I'd probably _rather_ get that working, if possible. Since that way I can just use the MinGW stuff and not be tied to cygwin.  If that's possible.

Thanks!
 
 
#5 AlbrechtS
04:51 Oct 01, 2014
Well, looking at the different setups and the error message, the problem seems to have to do with different compiler versions and w32api. The newer one (gcc 4.8.x) seems to find the pure "virtual functions ... within ‘FLDropSource’" that the older compiler may have ignored. This might be a bug in the w32api files. Or something like that - sorry, no time to investigate now.

You have several options:

(1) ./configure --enable-cygwin --enable-x11

This might work, but may not be what you want (needs cygwin1.dll and an X server). Definitely not recommended. You can't easily distribute your programs. Use only if you really need the POSIX features of Cygwin.dll. The --enable-x11 part is only used to circumvent the bug - maybe.

(2) Cross-compile under Cygwin for Win32/64. This works for me with gcc 4.5.3 and the appropriate MinGW gcc/toolchain (64-bit) installed under Cygwin:

  LDFLAGS="-static-libgcc -static-libstdc++" \
  ./configure \
  --host=x86_64-w64-mingw32 \
  --build=i686-pc-cygwin \
  --prefix=/usr/local/fltk-w64

Note that this is for Windows 64-bit, but the 32-bit cross-compiler and tools work similar. I don't know though if this works with gcc 4.8.x.

Anyway, I wouldn't recommend this either, because this setup is more complicated than necessary.

Note the LDFLAGS definition: this is to ensure that the MinGW compiler and linker output doesn't depend on two dll's. This is the same when you compile directly with MinGW.

(3) Install MinGW and use this. You can have MinGW and Cygwin installed on the same system w/o trouble, if you don't add global (Windows) PATH environment variables for Cygwin and MinGW. This should be the default, but ...

Here is my configure command for MinGW:

    LDFLAGS="-static-libgcc -static-libstdc++" \
    ./configure \
    --enable-localpng --enable-localjpeg --enable-localzlib \
    --prefix=/usr/local/fltk-mingw

As before you should use the LDFLAGS definition to remove dependencies, and you will get native Windows apps that can easily be distributed. The "--enable.." and "--prefix.." parts are optional.

This is the recommended way to build FLTK Windows programs, and this is what most of the FLTK devs are using on Windows, so this is also supported by the team very well. Cygwin, BTW, is not well supported - it tends to break more often.

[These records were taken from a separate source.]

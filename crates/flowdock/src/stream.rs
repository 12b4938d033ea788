use std::pin::Pin;

use {
    bytes::Bytes,
    futures::{Stream, StreamExt},
    tracing::{debug, info},
};

use crate::{
    client::{FlowdockApi, status_and_body},
    error::{Error, Result},
};

/// Records on the stream end with a carriage return.
pub const RECORD_SEPARATOR: u8 = b'\r';

/// Anything shorter than this after trimming cannot be a JSON object.
pub const MIN_RECORD_LEN: usize = 4;

type ByteStream = Pin<Box<dyn Stream<Item = std::io::Result<Bytes>> + Send>>;

/// One trimmed record pulled off the stream.
#[derive(Debug, Clone, PartialEq, Eq)]
pub struct RawEvent(Bytes);

impl RawEvent {
    pub fn as_bytes(&self) -> &[u8] {
        &self.0
    }

    /// Lossy text form for logging.
    pub fn to_text(&self) -> String {
        String::from_utf8_lossy(&self.0).into_owned()
    }
}

impl From<&'static str> for RawEvent {
    fn from(record: &'static str) -> Self {
        Self(Bytes::from_static(record.as_bytes()))
    }
}

impl From<String> for RawEvent {
    fn from(record: String) -> Self {
        Self(Bytes::from(record))
    }
}

/// Opens the flow stream.
pub struct StreamReader {
    api: FlowdockApi,
    flows: String,
}

impl StreamReader {
    pub fn new(api: FlowdockApi, flows: impl Into<String>) -> Self {
        Self {
            api,
            flows: flows.into(),
        }
    }

    /// Open the stream for the configured flow filter. Anything but a success
    /// status on the handshake is an [`Error::Connection`].
    pub async fn connect(&self) -> Result<Connection> {
        let resp = self
            .api
            .stream("flows")
            .query(&[("filter", self.flows.as_str())])
            .send()
            .await
            .map_err(|e| Error::Connection {
                status: e.status(),
                message: e.to_string(),
            })?;
        if !resp.status().is_success() {
            let (status, body) = status_and_body(resp).await;
            return Err(Error::Connection {
                status: Some(status),
                message: format!("stream handshake returned {status}: {body}"),
            });
        }
        info!(flows = %self.flows, "flow stream connected");
        Ok(Connection::from_stream(
            resp.bytes_stream()
                .map(|chunk| chunk.map_err(std::io::Error::other)),
        ))
    }
}

/// A live stream, yielding one [`RawEvent`] per record.
pub struct Connection {
    body: ByteStream,
    buf: Vec<u8>,
}

impl Connection {
    /// Wrap any byte stream; used for the HTTP body and in tests.
    pub fn from_stream(body: impl Stream<Item = std::io::Result<Bytes>> + Send + 'static) -> Self {
        Self {
            body: Box::pin(body),
            buf: Vec::new(),
        }
    }

    /// Wait for the next complete record.
    ///
    /// Fails with [`Error::StreamTerminated`] when the connection closes
    /// (a trailing partial record is discarded), when reading fails, or when
    /// a record is too short to be valid JSON.
    pub async fn read_next(&mut self) -> Result<RawEvent> {
        loop {
            if let Some(pos) = self.buf.iter().position(|b| *b == RECORD_SEPARATOR) {
                let mut record: Vec<u8> = self.buf.drain(..=pos).collect();
                record.pop();
                let trimmed = record.trim_ascii();
                if trimmed.len() < MIN_RECORD_LEN {
                    return Err(Error::StreamTerminated(format!(
                        "implausible record of {} bytes",
                        trimmed.len()
                    )));
                }
                return Ok(RawEvent(Bytes::copy_from_slice(trimmed)));
            }

            match self.body.next().await {
                Some(Ok(chunk)) => self.buf.extend_from_slice(&chunk),
                Some(Err(e)) => {
                    return Err(Error::StreamTerminated(format!("read failed: {e}")));
                },
                None => {
                    if !self.buf.trim_ascii().is_empty() {
                        debug!(
                            bytes = self.buf.len(),
                            "discarding partial record at end of stream"
                        );
                    }
                    return Err(Error::StreamTerminated("connection closed".into()));
                },
            }
        }
    }
}

#[allow(clippy::unwrap_used, clippy::expect_used)]
#[cfg(test)]
mod tests {
    use {super::*, cortex_config::FlowdockConfig, secrecy::Secret, url::Url};

    fn connection(chunks: Vec<&'static str>) -> Connection {
        Connection::from_stream(futures::stream::iter(
            chunks
                .into_iter()
                .map(|c| Ok(Bytes::from_static(c.as_bytes()))),
        ))
    }

    fn reader(url: &str) -> StreamReader {
        let config = FlowdockConfig {
            access_token: Secret::new("token".into()),
            stream_url: Url::parse(url).unwrap(),
            ..FlowdockConfig::default()
        };
        StreamReader::new(FlowdockApi::new(&config), "org/main,org/ops")
    }

    #[tokio::test]
    async fn splits_records_across_chunks() {
        let mut conn = connection(vec![
            "{\"event\":\"mess",
            "age\"}\r\n{\"event\":\"comment\"}\r\n",
        ]);
        assert_eq!(
            conn.read_next().await.unwrap().as_bytes(),
            br#"{"event":"message"}"#
        );
        assert_eq!(
            conn.read_next().await.unwrap().as_bytes(),
            br#"{"event":"comment"}"#
        );
        assert!(matches!(
            conn.read_next().await,
            Err(Error::StreamTerminated(_))
        ));
    }

    #[tokio::test]
    async fn short_record_terminates() {
        let mut conn = connection(vec!["  {}\r\n"]);
        let err = conn.read_next().await.unwrap_err();
        assert!(err.is_fatal());
        assert!(err.to_string().contains("implausible"));
    }

    #[tokio::test]
    async fn partial_record_at_close_terminates() {
        let mut conn = connection(vec!["{\"event\":\"message\""]);
        assert!(matches!(
            conn.read_next().await,
            Err(Error::StreamTerminated(msg)) if msg == "connection closed"
        ));
    }

    #[tokio::test]
    async fn read_error_terminates() {
        let mut conn = Connection::from_stream(futures::stream::iter(vec![Err(
            std::io::Error::other("reset by peer"),
        )]));
        assert!(matches!(
            conn.read_next().await,
            Err(Error::StreamTerminated(msg)) if msg.contains("reset by peer")
        ));
    }

    #[tokio::test]
    async fn connect_sends_filter_and_reads_records() {
        let mut server = mockito::Server::new_async().await;
        let mock = server
            .mock("GET", "/flows")
            .match_query(mockito::Matcher::UrlEncoded(
                "filter".into(),
                "org/main,org/ops".into(),
            ))
            .match_header("authorization", "Basic dG9rZW4=")
            .with_status(200)
            .with_body("{\"event\":\"message\",\"id\":1}\r\n")
            .create_async()
            .await;

        let mut conn = reader(&server.url()).connect().await.unwrap();
        assert_eq!(
            conn.read_next().await.unwrap().to_text(),
            r#"{"event":"message","id":1}"#
        );
        assert!(conn.read_next().await.is_err());
        mock.assert_async().await;
    }

    #[tokio::test]
    async fn unauthorized_handshake_is_connection_error() {
        let mut server = mockito::Server::new_async().await;
        let _mock = server
            .mock("GET", "/flows")
            .match_query(mockito::Matcher::Any)
            .with_status(401)
            .create_async()
            .await;

        let err = reader(&server.url()).connect().await.err().unwrap();
        assert!(matches!(
            err,
            Error::Connection { status: Some(s), .. } if s == 401
        ));
    }
}
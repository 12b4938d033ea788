use std::path::PathBuf;

#[derive(Debug, thiserror::Error)]
pub enum Error {
    #[error("no light controller attached")]
    NoDevice,

    #[error("light controller {}: {source}", path.display())]
    Io {
        path: PathBuf,
        #[source]
        source: std::io::Error,
    },
}

pub type Result<T> = std::result::Result<T, Error>;
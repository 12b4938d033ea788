use {
    base64::{Engine, engine::general_purpose::STANDARD},
    reqwest::{Client, RequestBuilder, Response, header},
    secrecy::{ExposeSecret, Secret},
    url::Url,
};

use cortex_config::FlowdockConfig;

use crate::error::{Context, Result};

/// Authenticated access to the Flowdock REST and streaming hosts.
///
/// Every request carries the personal API token as HTTP Basic credentials.
/// Cloning is cheap; all clones share the underlying connection pool.
#[derive(Clone)]
pub struct FlowdockApi {
    http: Client,
    api_url: Url,
    stream_url: Url,
    authorization: Secret<String>,
}

impl FlowdockApi {
    pub fn new(config: &FlowdockConfig) -> Self {
        Self::with_client(Client::new(), config)
    }

    pub fn with_client(http: Client, config: &FlowdockConfig) -> Self {
        let encoded = STANDARD.encode(config.access_token.expose_secret());
        Self {
            http,
            api_url: config.api_url.clone(),
            stream_url: config.stream_url.clone(),
            authorization: Secret::new(format!("Basic {encoded}")),
        }
    }

    /// `GET <api_url>/<path>`.
    pub(crate) fn get(&self, path: &str) -> RequestBuilder {
        self.authorized(self.http.get(join(&self.api_url, path)))
    }

    /// `GET <stream_url>/<path>`.
    pub(crate) fn stream(&self, path: &str) -> RequestBuilder {
        self.authorized(self.http.get(join(&self.stream_url, path)))
            .header(header::ACCEPT, "application/json")
    }

    /// `POST` a JSON body to an absolute URL handed out by Flowdock itself.
    pub(crate) fn post_json(&self, url: &str, body: &serde_json::Value) -> Result<RequestBuilder> {
        let url = Url::parse(url).with_context(|| format!("invalid reply URL '{url}'"))?;
        Ok(self.authorized(self.http.post(url)).json(body))
    }

    fn authorized(&self, builder: RequestBuilder) -> RequestBuilder {
        builder.header(header::AUTHORIZATION, self.authorization.expose_secret())
    }
}

fn join(base: &Url, path: &str) -> String {
    format!(
        "{}/{}",
        base.as_str().trim_end_matches('/'),
        path.trim_start_matches('/')
    )
}

/// Split a response into its status and body for error reporting.
pub(crate) async fn status_and_body(resp: Response) -> (reqwest::StatusCode, String) {
    let status = resp.status();
    let body = resp.text().await.unwrap_or_default();
    (status, body)
}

MinGW can be installed pretty straight-forward today. Use the graphical installer from mingw.org's download links (mingw-get-setup.exe) and follow the instructions. After installing, use mingw-get (similar to apt-get) to update or install additional packages. There is one you may want to generate the man pages:

$ mingw-get --install msys-man

And you may want to install MinTTY or console2 as a better terminal environment to use bash in MinGW.

Please note also that this is not the correct place to answer user questions. Please ask further questions about installing and compiling in fltk.general, as noted above already.

You may also want to read the file README.MSWindows.txt in the source distribution (although some parts are might not be up-to-date).
 
 
#6 AlbrechtS
04:53 Oct 01, 2014
Note to myself and other devs: The compiler error messages under Cygwin are worth a bug report, and this is still a relevant STR. Needs investigation...  
 
#7 AlbrechtS
19:17 Jan 20, 2016
Please see STR #3232 for more information.
http://www.fltk.org/str.php?L3232

Note: the compiler error has been fixed, but as of today the linker error still exists.

Closing this STR now, because STR #3232 is about the same issue.